I love how everyone and their brother has an opinion, and
                      it always stops there. I’d like to take a moment to rant,
                      and point out that opinions do not a curriculum make.
 
The question of “what is computer science?” has been
                      around for a while. The question of “what goes in a CS
                      curriculum?” has worked the academic circuit for a few
                      years as well. What’s great is that every Tom, Dick, and
                      Harry will come up with an opinion, but not a lot of
                      people work hard at actually trying to come up with a
                      justifiable answer.
 
Dan Zabonini is a Tom, Dick, and Harry. Over at O’Reilly’s
                      “Policy Center”, he’s posted his half-baked thoughts
                      online (http://www.onlamp.com/pub/wlg/7757); it isn’t
                      worth an active link. Just before a bulleted list of
                      random thoughts, he qualifies his thinking with this
                      choice quote:
  
So, what would you include in a modern Computer
                        Science/Software Engineering course? I’ve started
                        jotting some draft notes below (in no particular order,
                        this is just a stream of conciousness…)
 
 “This is just a stream of conciousness…”
 
If you want some thoughts on the topic that are not just a stream of consciousness, you might start reading
                      the ACM Model Curricula documents; I’ve read them all.
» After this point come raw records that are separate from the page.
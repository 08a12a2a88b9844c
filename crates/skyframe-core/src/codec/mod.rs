pub mod archive;
pub mod dataset;
pub mod stream;

use crate::cancel::CancellationToken;
use crate::config::ReadOptions;
use crate::error::{Result, SkyframeError};
use crate::instrument::InstrumentFormat;

/// Everything a codec needs besides the file itself.
#[derive(Clone, Copy, Debug)]
pub struct DecodeContext<'a> {
    pub format: &'a InstrumentFormat,
    pub options: &'a ReadOptions,
    pub cancel: &'a CancellationToken,
}

impl<'a> DecodeContext<'a> {
    pub fn new(
        format: &'a InstrumentFormat,
        options: &'a ReadOptions,
        cancel: &'a CancellationToken,
    ) -> Self {
        Self {
            format,
            options,
            cancel,
        }
    }

    pub(crate) fn check_cancelled(&self) -> Result<()> {
        if self.cancel.is_cancelled() {
            Err(SkyframeError::Cancelled)
        } else {
            Ok(())
        }
    }
}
                      They’re complex, they consider a wide variety of issues,
                      and they reflect the state of the discipline at the time
                      they were written. Smart, hard-working people who have
                      given their lives to the study of computing, who spent a
                      lifetime teaching the discipline, crafted these documents.
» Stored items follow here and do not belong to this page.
mod common;

use std::path::PathBuf;
use std::sync::atomic::{AtomicUsize, Ordering};

use common::*;
use ndarray::Ix3;
use skyframe_core::consts::REQUEST_START_KEY;
use skyframe_core::frame::PixelType;
use skyframe_core::progress::ProgressReporter;
use skyframe_core::{
    read, read_nir, read_reported, read_rgb, CancellationToken, Instrument, ReadOptions,
};

fn nir_files(dir: &std::path::Path, count: usize, frames: usize) -> Vec<PathBuf> {
    (0..count)
        .map(|i| {
            write_file(
                dir,
                &format!("20220307_06{i:02}_gill_nir-216_8bit.pgm"),
                &build_raw_stream(frames, 8, 6),
            )
        })
        .collect()
}

#[test]
fn test_three_files_two_workers() {
    let dir = tempfile::tempdir().unwrap();
    let files = nir_files(dir.path(), 3, 10);

    let result = read_nir(&files, &ReadOptions::default().with_workers(2));
    assert_eq!(result.images.shape(), &[6, 8, 30]);
    assert_eq!(result.images.pixel_type(), PixelType::U16);
    assert_eq!(result.metadata.len(), 30);
    assert!(result.problematic.is_empty());
}

#[test]
fn test_worker_count_does_not_change_result() {
    let dir = tempfile::tempdir().unwrap();
    let files = nir_files(dir.path(), 5, 4);

    let sequential = read_nir(&files, &ReadOptions::default().with_workers(1));
    let parallel = read_nir(&files, &ReadOptions::default().with_workers(3));
    assert_eq!(sequential, parallel);
}

#[test]
fn test_files_concatenate_in_input_order() {
    let dir = tempfile::tempdir().unwrap();
    let a = write_file(dir.path(), "a.pgm", &build_raw_stream(2, 4, 4));
    let mut b_bytes = b"P5\n".to_vec();
    for frame in 5..8 {
        b_bytes.extend(raw_metadata_lines(frame, Some("gill")));
        b_bytes.extend(raw_pixel_block(frame, 4, 4));
    }
    let b = write_file(dir.path(), "b.pgm", &b_bytes);

    let options = ReadOptions::default().with_workers(2);
    let both = read_nir(&[&b, &a], &options);
    let only_b = read_nir(&[&b], &options);
    let only_a = read_nir(&[&a], &options);

    assert_eq!(both.frame_count(), only_a.frame_count() + only_b.frame_count());
    let stack = both
        .images
        .as_u16()
        .unwrap()
        .view()
        .into_dimensionality::<Ix3>()
        .unwrap();
    assert_eq!(stack[[0, 1, 0]], raw_sample(5, 1));
    assert_eq!(stack[[0, 1, 3]], raw_sample(0, 1));
    assert_eq!(both.metadata[..3], only_b.metadata[..]);
    assert_eq!(both.metadata[3..], only_a.metadata[..]);
}

#[test]
fn test_first_frame_per_file() {
    let dir = tempfile::tempdir().unwrap();
    let files = nir_files(dir.path(), 4, 10);

    let result = read_nir(&files, &ReadOptions::default().with_first_frame(true));
    assert_eq!(result.frame_count(), 4);
    assert!(result
        .metadata
        .iter()
        .all(|m| m[REQUEST_START_KEY].as_str() == Some("2022-03-07 06:00:00.000000 UTC")));
}

#[test]
fn test_no_metadata_keeps_frame_count() {
    let dir = tempfile::tempdir().unwrap();
    let files = nir_files(dir.path(), 2, 10);

    let with = read_nir(&files, &ReadOptions::default());
    let without = read_nir(&files, &ReadOptions::default().with_no_metadata(true));
    assert_eq!(with.frame_count(), without.frame_count());
    assert_eq!(with.images, without.images);
    assert!(without.metadata.iter().all(|m| m.is_empty()));
}

#[test]
fn test_two_burst_archives() {
    let dir = tempfile::tempdir().unwrap();
    let scratch = tempfile::tempdir().unwrap();
    let files = vec![
        write_burst_archive(dir.path(), "a.png.tar", 167, 4, 3),
        write_burst_archive(dir.path(), "b.png.tar", 159, 4, 3),
    ];

    let options = ReadOptions::default()
        .with_workers(2)
        .with_scratch_dir(scratch.path());
    let result = read_rgb(&files, &options);
    assert_eq!(result.images.shape(), &[3, 4, 3, 326]);
    assert_eq!(result.images.pixel_type(), PixelType::U8);
    assert_eq!(result.metadata.len(), 326);
    assert!(result.problematic.is_empty());
}

#[test]
fn test_bad_file_listed_and_skipped() {
    let dir = tempfile::tempdir().unwrap();
    let mut files = nir_files(dir.path(), 2, 3);
    let missing = dir.path().join("missing.pgm");
    let unknown = write_file(dir.path(), "notes.txt", b"n/a");
    files.insert(1, missing.clone());
    files.push(unknown.clone());

    let result = read_nir(&files, &ReadOptions::default().with_workers(2));
    assert_eq!(result.frame_count(), 6);
    let names: Vec<&PathBuf> = result.problematic.iter().map(|p| &p.filename).collect();
    assert_eq!(names, vec![&missing, &unknown]);
}

#[test]
fn test_huge_dimension_line_leaves_batch_intact() {
    let dir = tempfile::tempdir().unwrap();
    let good = write_file(dir.path(), "good.pgm", &build_raw_stream(3, 8, 6));
    let mut bad_bytes = b"P5\n".to_vec();
    bad_bytes.extend(raw_metadata_lines(0, Some("gill")));
    bad_bytes.extend_from_slice(b"3000000 3000000\n65535\n");
    let bad = write_file(dir.path(), "bad.pgm", &bad_bytes);

    let result = read_nir(&[&good, &bad], &ReadOptions::default().with_workers(2));
    assert_eq!(result.frame_count(), 3);
    assert_eq!(result.problematic.len(), 1);
    assert_eq!(result.problematic[0].filename, bad);
}

#[test]
fn test_mixed_layouts_reject_later_file() {
    let dir = tempfile::tempdir().unwrap();
    let big = write_file(dir.path(), "big.pgm", &build_raw_stream(2, 8, 6));
    let small = write_file(dir.path(), "small.pgm", &build_raw_stream(2, 4, 4));

    let result = read(Instrument::Nir, &[&big, &small], &ReadOptions::default());
    assert_eq!(result.images.shape(), &[6, 8, 2]);
    assert_eq!(result.problematic.len(), 1);
    assert_eq!(result.problematic[0].filename, small);
    assert!(result.problematic[0]
        .error_message
        .contains("consistency error"));
}

#[test]
fn test_empty_input() {
    let files: Vec<PathBuf> = Vec::new();
    let result = read_nir(&files, &ReadOptions::default());
    assert_eq!(result.images.shape(), &[0, 0, 0]);
    assert!(result.metadata.is_empty());
    assert!(result.problematic.is_empty());
}

#[test]
fn test_precancelled_read_is_empty() {
    let dir = tempfile::tempdir().unwrap();
    let files = nir_files(dir.path(), 3, 2);
    let cancel = CancellationToken::new();
    cancel.cancel();

    let result = read_reported(
        Instrument::Nir.format(),
        &files,
        &ReadOptions::default().with_workers(2),
        &cancel,
        &skyframe_core::progress::NoOpReporter,
    );
    assert_eq!(result.frame_count(), 0);
    assert!(result.metadata.is_empty());
    assert!(result.problematic.is_empty());
}

/// Cancels the read once the first file completes.
struct CancelAfterFirst {
    cancel: CancellationToken,
    begun: AtomicUsize,
    advanced: AtomicUsize,
}

impl ProgressReporter for CancelAfterFirst {
    fn begin(&self, total_files: usize) {
        self.begun.store(total_files, Ordering::SeqCst);
    }

    fn advance(&self, _files_done: usize) {
        self.advanced.fetch_add(1, Ordering::SeqCst);
        self.cancel.cancel();
    }
}

#[test]
fn test_cancel_mid_read_discards_partial_work() {
    let dir = tempfile::tempdir().unwrap();
    let files = nir_files(dir.path(), 4, 2);
    let cancel = CancellationToken::new();
    let reporter = CancelAfterFirst {
        cancel: cancel.clone(),
        begun: AtomicUsize::new(0),
        advanced: AtomicUsize::new(0),
    };

    let result = read_reported(
        Instrument::Nir.format(),
        &files,
        &ReadOptions::default(),
        &cancel,
        &reporter,
    );
    assert_eq!(result.frame_count(), 0);
    assert_eq!(reporter.begun.load(Ordering::SeqCst), 4);
    assert_eq!(reporter.advanced.load(Ordering::SeqCst), 1);
}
  Curriculum 68 was incredibly math-focused; it proposed a CS curriculum
                      that, among other things, included thermodynamics and
                      quantum mechanics. Curriculum 78 saw a lot of maths drop from the curriculum, much to the
                      dismay of many; this is a theme that can be tracked
                      through the ACM DL from the seventies to today. (Here are afew links to get you started.) The writings of Allen Tucker and Anthony Ralston are
                      both particularly insistent on the role of mathematics in
                      the CS curriculum.
 
The Joint IEEE/ACM Curricula 91 and CC2001 expand the scope of the discipline; CC2001 is
                      particularly painful, as it defines an incredibly broad
                      disciplinary set, yet sets up evaluation criteria that,
                      75% of the time, can be met without a student ever
                      learning to program. Granted, in practice, programs are
                      not run this way, but the criteria (as stated) do not
                      explicitly require programming skill. I stress skill, because in most all CS departments, programming is not
                      taught as a scientific practice, but as a skill- or
                      craft-based activity. Again, there’s a literature on these
                      different kinds of knowledge (scientific vs. skill vs.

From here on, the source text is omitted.